Chapter 3: The Fellowship of the Mat: True Friendship

p 46  Psychologist Alan McGinnis notes that rule number one for entering into deep friendships sounds deceptively simple: Assign top priority to your relationships.

p 46  If you think you can fit deep community into the cracks of an overloaded schedule - think again. Wise people do not try to microwave friendship, parenting, or marriage.

p 48 Jean Vanier writes, There is no ideal community. Community is made up of people with all their richness, but also with their weakness and poverty, of people who accept and forgive each other, who are vulnerable with each other. Humility and trust are more at the foundation of community than perfection.
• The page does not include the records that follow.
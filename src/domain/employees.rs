//! Employee domain types

use chrono::{DateTime, NaiveDate, Utc};
use rust_decimal::Decimal;
use serde::{Deserialize, Serialize};
use uuid::Uuid;
use validator::{Validate, ValidationError};

#[derive(Debug, Clone, Serialize, Deserialize, sqlx::FromRow)]
pub struct EmployeeResponse {
    pub id: Uuid,
    pub employee_code: String,
    pub full_name: String,
    pub department: Option<String>,
    pub position: Option<String>,
    pub phone: Option<String>,
    pub email: Option<String>,
    pub hourly_rate: Decimal,
    pub hired_on: Option<NaiveDate>,
    pub active: bool,
    pub created_at: DateTime<Utc>,
    pub updated_at: DateTime<Utc>,
}

#[derive(Debug, Clone, Deserialize, Validate)]
pub struct CreateEmployeeRequest {
    #[validate(length(min = 1, max = 32))]
    pub employee_code: String,
    #[validate(length(min = 1, max = 200))]
    pub full_name: String,
    #[serde(default)]
    pub department: Option<String>,
    #[serde(default)]
    pub position: Option<String>,
    #[serde(default)]
    pub phone: Option<String>,
    #[serde(default)]
    #[validate(email)]
    pub email: Option<String>,
    #[validate(custom(function = "non_negative"))]
    pub hourly_rate: Decimal,
    #[serde(default)]
    pub hired_on: Option<NaiveDate>,
}

#[derive(Debug, Clone, Deserialize, Validate)]
pub struct UpdateEmployeeRequest {
    #[serde(default)]
    #[validate(length(min = 1, max = 32))]
    pub employee_code: Option<String>,
    #[serde(default)]
    #[validate(length(min = 1, max = 200))]
    pub full_name: Option<String>,
    #[serde(default)]
    pub department: Option<String>,
    #[serde(default)]
    pub position: Option<String>,
    #[serde(default)]
    pub phone: Option<String>,
    #[serde(default)]
    #[validate(email)]
    pub email: Option<String>,
    #[serde(default)]
    #[validate(custom(function = "non_negative"))]
    pub hourly_rate: Option<Decimal>,
    #[serde(default)]
    pub hired_on: Option<NaiveDate>,
    #[serde(default)]
    pub active: Option<bool>,
}

#[derive(Debug, Clone, Deserialize, Default)]
pub struct EmployeeQuery {
    pub page: Option<u32>,
    pub per_page: Option<u32>,
    pub department: Option<String>,
    pub active: Option<bool>,
    pub search: Option<String>,
}

pub(crate) fn non_negative(value: &Decimal) -> Result<(), ValidationError> {
    if value.is_sign_negative() && !value.is_zero() {
        Err(ValidationError::new("range").with_message("must not be negative".into()))
    } else {
        Ok(())
    }
}

#[cfg(test)]
mod tests {
    use super::*;

    #[test]
    fn negative_rate_is_rejected() {
        let req: CreateEmployeeRequest = serde_json::from_value(serde_json::json!({
            "employee_code": "E-001",
            "full_name": "Amina Otieno",
            "hourly_rate": "-1.00"
        }))
        .unwrap();
        assert!(req.validate().is_err());

        let req = CreateEmployeeRequest {
            hourly_rate: Decimal::new(1250, 2),
            ..req
        };
        assert!(req.validate().is_ok());
    }
}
p 52 There is a world of difference between being friendly to someone because they're useful to you and being someone's friend.

p 55  Do you have any idea what the faith of one person can do for a friend?
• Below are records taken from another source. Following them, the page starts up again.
//! Tenant settings routes
//!
//! QC criteria, cold-room dwell policy and payroll policy, stored as one
//! JSON document per tenant.

use axum::{extract::State, response::IntoResponse};
use chrono::{DateTime, Utc};
use sqlx::PgPool;
use std::sync::Arc;
use uuid::Uuid;

use crate::api::{DataResponse, ValidateJson};
use crate::app::AppState;
use crate::auth::{RequireAuth, Role};
use crate::domain::settings::{TenantSettings, TenantSettingsResponse};
use crate::error::ApiError;

#[derive(Debug, sqlx::FromRow)]
struct TenantSettingsRow {
    tenant_id: Uuid,
    settings: serde_json::Value,
    updated_by: Option<Uuid>,
    updated_at: DateTime<Utc>,
}

impl TryFrom<TenantSettingsRow> for TenantSettingsResponse {
    type Error = ApiError;

    fn try_from(row: TenantSettingsRow) -> Result<Self, Self::Error> {
        let settings: TenantSettings = serde_json::from_value(row.settings)
            .map_err(|e| ApiError::internal(format!("Failed to parse tenant settings: {}", e)))?;

        Ok(Self {
            tenant_id: row.tenant_id,
            settings,
            updated_by: row.updated_by,
            updated_at: Some(row.updated_at),
        })
    }
}

async fn fetch_row(db: &PgPool, tenant_id: Uuid) -> Result<Option<TenantSettingsRow>, ApiError> {
    let row = sqlx::query_as::<_, TenantSettingsRow>(
        r#"
        SELECT tenant_id, settings, updated_by, updated_at
        FROM tenant_settings
        WHERE tenant_id = $1
        "#,
    )
    .bind(tenant_id)
    .fetch_optional(db)
    .await?;

    Ok(row)
}

/// Effective settings for a tenant; defaults when nothing was saved.
pub async fn load_tenant_settings(db: &PgPool, tenant_id: Uuid) -> Result<TenantSettings, ApiError> {
    match fetch_row(db, tenant_id).await? {
        Some(row) => Ok(TenantSettingsResponse::try_from(row)?.settings),
        None => Ok(TenantSettings::default()),
    }
}

/// GET /api/settings
pub async fn get_settings(
    State(state): State<Arc<AppState>>,
    auth: RequireAuth,
) -> Result<impl IntoResponse, ApiError> {
    let response = match fetch_row(&state.db, auth.tenant_id).await? {
        Some(row) => TenantSettingsResponse::try_from(row)?,
        None => TenantSettingsResponse {
            tenant_id: auth.tenant_id,
            settings: TenantSettings::default(),
            updated_by: None,
            updated_at: None,
        },
    };

    Ok(DataResponse::new(response))
}

/// PUT /api/settings
///
/// Replace the tenant's settings. Managers only.
pub async fn update_settings(
    State(state): State<Arc<AppState>>,
    auth: RequireAuth,
    ValidateJson(req): ValidateJson<TenantSettings>,
) -> Result<impl IntoResponse, ApiError> {
    auth.require_role(Role::Manager)?;

    let settings = serde_json::to_value(&req)
        .map_err(|e| ApiError::internal(format!("Failed to serialize settings: {}", e)))?;

    let row = sqlx::query_as::<_, TenantSettingsRow>(
        r#"
        INSERT INTO tenant_settings (tenant_id, settings, updated_by, updated_at)
        VALUES ($1, $2, $3, NOW())
        ON CONFLICT (tenant_id) DO UPDATE SET
            settings = EXCLUDED.settings,
            updated_by = EXCLUDED.updated_by,
            updated_at = NOW()
        RETURNING tenant_id, settings, updated_by, updated_at
        "#,
    )
    .bind(auth.tenant_id)
    .bind(&settings)
    .bind(auth.user_id)
    .fetch_one(&state.db)
    .await?;

    tracing::info!(tenant_id = %auth.tenant_id, user_id = %auth.user_id, "Tenant settings updated");

    Ok(DataResponse::new(TenantSettingsResponse::try_from(row)?))
}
p 57  Paul Waddell writes, "In spiritual friendship, the principal good is a mutual love for Christ and a desire to grow together in Christ. This is what distinguishes spiritual friendships from other relationships."

p 59  Dallas Willard ~ "To understand Jesus' teachings, we must realize that deep in our orientations of our spirit we cannot have one posture toward God and a different one toward other people."

p 61  There is no gift like the gift of community.

August 12, 2014

Stalled



I'm finding myself stalled at the moment.  Life is moving along of course... the kids are busy with many things, I'm reading some, cooking some, puttering around and sewing a bit.  But there is this feeling of hanging in limbo and a vague sense of frustration and weariness that is lingering emotionally/spiritually.
 
In less than a week my youngest child will be 15 years old, and the following week we will begin our new school year. I believe it is our 12th year of schooling, officially senior year for my beautiful daughter.  How is all this even possible?  There is no panic though. My software is ready for the new year, just about all the books have been purchased and are ready.  Lesson plans are mostly put in place.

Steve is on vacation next week and we hope to have some fun as a family with day trips, etc.  We are discussing college ideas, gap year ideas and some possible travel plans.  We are on the brink of so much once again and yet I don't feel stressed or overwhelmed with any of it - which is its own sort of strange.  

Perhaps stalled is a good place sometimes.